**Instructions to follow**
How do the lines below between the ones holding "fn read_tree(&self, oid: GitOid)" and "Replaces: manual tree", inclusive, read? Give them again exactly, with no other lines.
*** Opening of Excerpted records ***
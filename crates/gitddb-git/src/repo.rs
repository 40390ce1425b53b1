//! The [`GitRepo`] trait — the single abstraction boundary between gitddb and git.
//!
//! All gitddb crates interact with git exclusively through this trait. The
//! trait is object-safe so callers can use `dyn GitRepo` or `Box<dyn GitRepo>`.
//!
//! Method groups:
//!
//! | Group        | Methods                                            |
//! |-------------|------------------------------------------------------|
//! | Refs         | `read_ref`, `write_ref`, `atomic_ref_update`         |
//! | Rev-parse    | `rev_parse`, `rev_parse_opt`                         |
//! | Object read  | `read_blob`, `read_tree`, `read_commit`              |
//! | Object write | `write_blob`, `write_tree`, `create_commit`          |
//! | Tree editing | `edit_tree`                                          |
//! | Index        | `read_index`, `write_index`, `unstage_all`           |
//! | Checkout     | `checkout_tree`                                      |
//! | Diff         | `diff_trees`                                         |
//! | History      | `list_commits`                                       |
//! | Remote       | `fetch`, `push_branch`                               |
//! | Config       | `read_config`, `write_config`                        |
//! | Ancestry     | `is_ancestor`, `merge_base`                          |

use std::path::Path;

use crate::error::GitError;
use crate::types::{
    CommitInfo, DiffEntry, GitOid, IndexEntry, RefEdit, RefName, TreeEdit, TreeEntry,
};

/// The git abstraction trait used by all gitddb crates.
///
/// Implementations may be backed by gix (the preferred backend), a git CLI
/// shim (for operations gix does not expose, such as push/fetch), or a test
/// double.
///
/// # Object safety
///
/// This trait is object-safe: no generic methods, no `Self` in return position
/// outside of `Result`. Callers may use `&dyn GitRepo` or `Box<dyn GitRepo>`.
pub trait GitRepo {
    // -----------------------------------------------------------------------
    // Refs
    //
    // Replaces: git rev-parse, git update-ref, git update-ref --stdin
    // -----------------------------------------------------------------------

    /// Resolve a ref to its OID, returning `None` if the ref does not exist.
    ///
    /// Replaces: `git rev-parse <ref>` (when used to resolve a known ref name).
    fn read_ref(&self, name: &RefName) -> Result<Option<GitOid>, GitError>;

    /// Create or overwrite a ref unconditionally.
    ///
    /// `log_message` is written to the reflog entry. Pass an empty string if
    /// no reflog message is needed.
    ///
    /// Replaces: `git update-ref <name> <oid>`.
    fn write_ref(&self, name: &RefName, oid: GitOid, log_message: &str) -> Result<(), GitError>;

    /// Atomically apply a batch of ref updates with compare-and-swap semantics.
    ///
    /// All updates succeed or all fail. Each [`RefEdit`] carries an expected
    /// old OID; if any ref's current value differs, the entire transaction is
    /// aborted and [`GitError::RefConflict`] is returned.
    ///
    /// Replaces: `git update-ref --stdin` with `start`/`prepare`/`commit`.
    fn atomic_ref_update(&self, edits: &[RefEdit]) -> Result<(), GitError>;

    // -----------------------------------------------------------------------
    // Rev-parse
    //
    // Replaces: git rev-parse <spec>
    // -----------------------------------------------------------------------

    /// Resolve a revision specification to an OID.
    ///
    /// Returns [`GitError::NotFound`] if the spec cannot be resolved.
    ///
    /// Replaces: `git rev-parse <spec>` (general revspec resolution).
    fn rev_parse(&self, spec: &str) -> Result<GitOid, GitError>;

    /// Like [`rev_parse`](Self::rev_parse) but returns `None` instead of an
    /// error when the spec cannot be resolved.
    fn rev_parse_opt(&self, spec: &str) -> Result<Option<GitOid>, GitError>;

    // -----------------------------------------------------------------------
    // Object read
    //
    // Replaces: git cat-file blob, git ls-tree, git cat-file commit
    // -----------------------------------------------------------------------

    /// Read the contents of a blob object.
    ///
    /// Replaces: `git cat-file blob <oid>`.
    fn read_blob(&self, oid: GitOid) -> Result<Vec<u8>, GitError>;

    /// Read the entries of a tree object (one level deep, not recursive).
    ///
    /// Replaces: `git ls-tree <oid>`.
    fn read_tree(&self, oid: GitOid) -> Result<Vec<TreeEntry>, GitError>;

    /// Read a commit object's metadata.
    ///
    /// Replaces: `git cat-file commit <oid>`.
    fn read_commit(&self, oid: GitOid) -> Result<CommitInfo, GitError>;

    // -----------------------------------------------------------------------
    // Object write
    //
    // Replaces: git hash-object -w, git mktree, git commit-tree
    // -----------------------------------------------------------------------

    /// Write a blob to the object store and return its OID.
    ///
    /// Replaces: `git hash-object -w --stdin`.
    fn write_blob(&self, data: &[u8]) -> Result<GitOid, GitError>;

    /// Write a tree object from a list of entries and return its OID.
    ///
    /// Replaces: `git mktree`.
    fn write_tree(&self, entries: &[TreeEntry]) -> Result<GitOid, GitError>;

    /// Create a commit object and optionally update a ref to point to it.
    ///
    /// If `update_ref` is `Some`, the given ref is updated to the new commit
    /// OID after the commit is written.
    ///
    /// Replaces: `git commit-tree` + optional `git update-ref`.
    fn create_commit(
        &self,
        tree: GitOid,
        parents: &[GitOid],
        message: &str,
        update_ref: Option<&RefName>,
    ) -> Result<GitOid, GitError>;

    // -----------------------------------------------------------------------
    // Tree editing
    //
    // Replaces: sequences of git ls-tree + git mktree for path-based edits
    // -----------------------------------------------------------------------

    /// Apply a set of edits to an existing tree and return the OID of the new tree.
    ///
    /// Edits may insert, update, or remove entries at arbitrary (possibly
    /// nested) paths. Intermediate trees are created or updated as needed.
    ///
    /// Replaces: manual tree traversal + `git mktree` pipelines.
    fn edit_tree(&self, base: GitOid, edits: &[TreeEdit]) -> Result<GitOid, GitError>;

    // -----------------------------------------------------------------------
    // Index
    //
    // Replaces: git ls-files, git read-tree, git update-index, git reset
    // -----------------------------------------------------------------------

    /// Read the current index (staging area) entries.
    ///
    /// Replaces: `git ls-files --stage`.
    fn read_index(&self) -> Result<Vec<IndexEntry>, GitError>;

    /// Replace the index with the given entries.
    ///
    /// Replaces: `git read-tree` + `git update-index`.
    fn write_index(&self, entries: &[IndexEntry]) -> Result<(), GitError>;

    /// Reset the index to match HEAD, unstaging all staged changes.
    ///
    /// Replaces: `git reset HEAD`.
    fn unstage_all(&self) -> Result<(), GitError>;

    // -----------------------------------------------------------------------
    // Checkout
    //
    // Replaces: git checkout <oid> -- ., git read-tree -u <oid>
    // -----------------------------------------------------------------------

    /// Check out a tree into the working directory.
    ///
    /// Materializes the tree at `oid` into `workdir`, updating the index to
    /// match. Existing working-tree files not in the tree are removed.
    ///
    /// Replaces: `git checkout <oid> -- .`.
    fn checkout_tree(&self, oid: GitOid, workdir: &Path) -> Result<(), GitError>;

    // -----------------------------------------------------------------------
    // Diff
    //
    // Replaces: git diff-tree --no-commit-id -r
    // -----------------------------------------------------------------------

    /// Diff two trees and return the list of changed files.
    ///
    /// If `old` is `None`, the diff is against an empty tree (i.e., all files
    /// in `new` appear as additions).
    ///
    /// Replaces: `git diff-tree -r <old> <new>`.
    fn diff_trees(&self, old: Option<GitOid>, new: GitOid) -> Result<Vec<DiffEntry>, GitError>;

    // -----------------------------------------------------------------------
    // History
    //
    // Replaces: git log --format=%H <from>..<to>
    // -----------------------------------------------------------------------

    /// List the commits reachable from `to` but not from `from`, nearest-first.
    ///
    /// `from = None` walks the full history ending at `to`.
    ///
    /// Replaces: `git log --format=%H <from>..<to>` (or `git log <to>` if
    /// `from` is `None`).
    fn list_commits(&self, from: Option<GitOid>, to: GitOid) -> Result<Vec<GitOid>, GitError>;

    // -----------------------------------------------------------------------
    // Remote
    //
    // Replaces: git fetch <remote>, git push <remote> <local>:<remote>
    // -----------------------------------------------------------------------

    /// Fetch `branch` from `remote` into `FETCH_HEAD`, returning the fetched OID.
    ///
    /// Replaces: `git fetch <remote> <branch>`.
    fn fetch(&self, remote: &str, branch: &str) -> Result<GitOid, GitError>;

    /// Push a local ref to a remote.
    ///
    /// If `force` is true, the push is a force-push (`git push --force`).
    /// Returns [`GitError::PushFailed`] when the remote rejects a non-fast-forward
    /// update (the caller uses this to distinguish a stale-remote retry case).
    ///
    /// Replaces: `git push <remote> <local_ref>:<remote_ref>` (or `--force`).
    fn push_branch(
        &self,
        remote: &str,
        local_ref: &str,
        remote_ref: &str,
        force: bool,
    ) -> Result<(), GitError>;

    // -----------------------------------------------------------------------
    // Config
    //
    // Replaces: git config <key>, git config <key> <value>
    // -----------------------------------------------------------------------

    /// Read a git config value. Returns `None` if the key is not set.
    ///
    /// Replaces: `git config --get <key>`.
    fn read_config(&self, key: &str) -> Result<Option<String>, GitError>;

    /// Set a git config value.
    ///
    /// Replaces: `git config <key> <value>`.
    fn write_config(&self, key: &str, value: &str) -> Result<(), GitError>;

    // -----------------------------------------------------------------------
    // Ancestry
    //
    // Replaces: git merge-base --is-ancestor, git merge-base
    // -----------------------------------------------------------------------

    /// Check if `ancestor` is an ancestor of `descendant`.
    ///
    /// Replaces: `git merge-base --is-ancestor <ancestor> <descendant>`.
    fn is_ancestor(&self, ancestor: GitOid, descendant: GitOid) -> Result<bool, GitError>;

    /// Find the best common ancestor (merge base) of two commits.
    ///
    /// Returns `None` if the commits have no common ancestor.
    ///
    /// Replaces: `git merge-base <a> <b>`.
    fn merge_base(&self, a: GitOid, b: GitOid) -> Result<Option<GitOid>, GitError>;
}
*** Close of Excerpted records ***
**Response below**
    fn read_tree(&self, oid: GitOid) -> Result<Vec<TreeEntry>, GitError>;

    /// Read a commit object's metadata.
    ///
    /// Replaces: `git cat-file commit <oid>`.
    fn read_commit(&self, oid: GitOid) -> Result<CommitInfo, GitError>;

    // -----------------------------------------------------------------------
    // Object write
    //
    // Replaces: git hash-object -w, git mktree, git commit-tree
    // -----------------------------------------------------------------------

    /// Write a blob to the object store and return its OID.
    ///
    /// Replaces: `git hash-object -w --stdin`.
    fn write_blob(&self, data: &[u8]) -> Result<GitOid, GitError>;

    /// Write a tree object from a list of entries and return its OID.
    ///
    /// Replaces: `git mktree`.
    fn write_tree(&self, entries: &[TreeEntry]) -> Result<GitOid, GitError>;

    /// Create a commit object and optionally update a ref to point to it.
    ///
    /// If `update_ref` is `Some`, the given ref is updated to the new commit
    /// OID after the commit is written.
    ///
    /// Replaces: `git commit-tree` + optional `git update-ref`.
    fn create_commit(
        &self,
        tree: GitOid,
        parents: &[GitOid],
        message: &str,
        update_ref: Option<&RefName>,
    ) -> Result<GitOid, GitError>;

    // -----------------------------------------------------------------------
    // Tree editing
    //
    // Replaces: sequences of git ls-tree + git mktree for path-based edits
    // -----------------------------------------------------------------------

    /// Apply a set of edits to an existing tree and return the OID of the new tree.
    ///
    /// Edits may insert, update, or remove entries at arbitrary (possibly
    /// nested) paths. Intermediate trees are created or updated as needed.
    ///
    /// Replaces: manual tree traversal + `git mktree` pipelines.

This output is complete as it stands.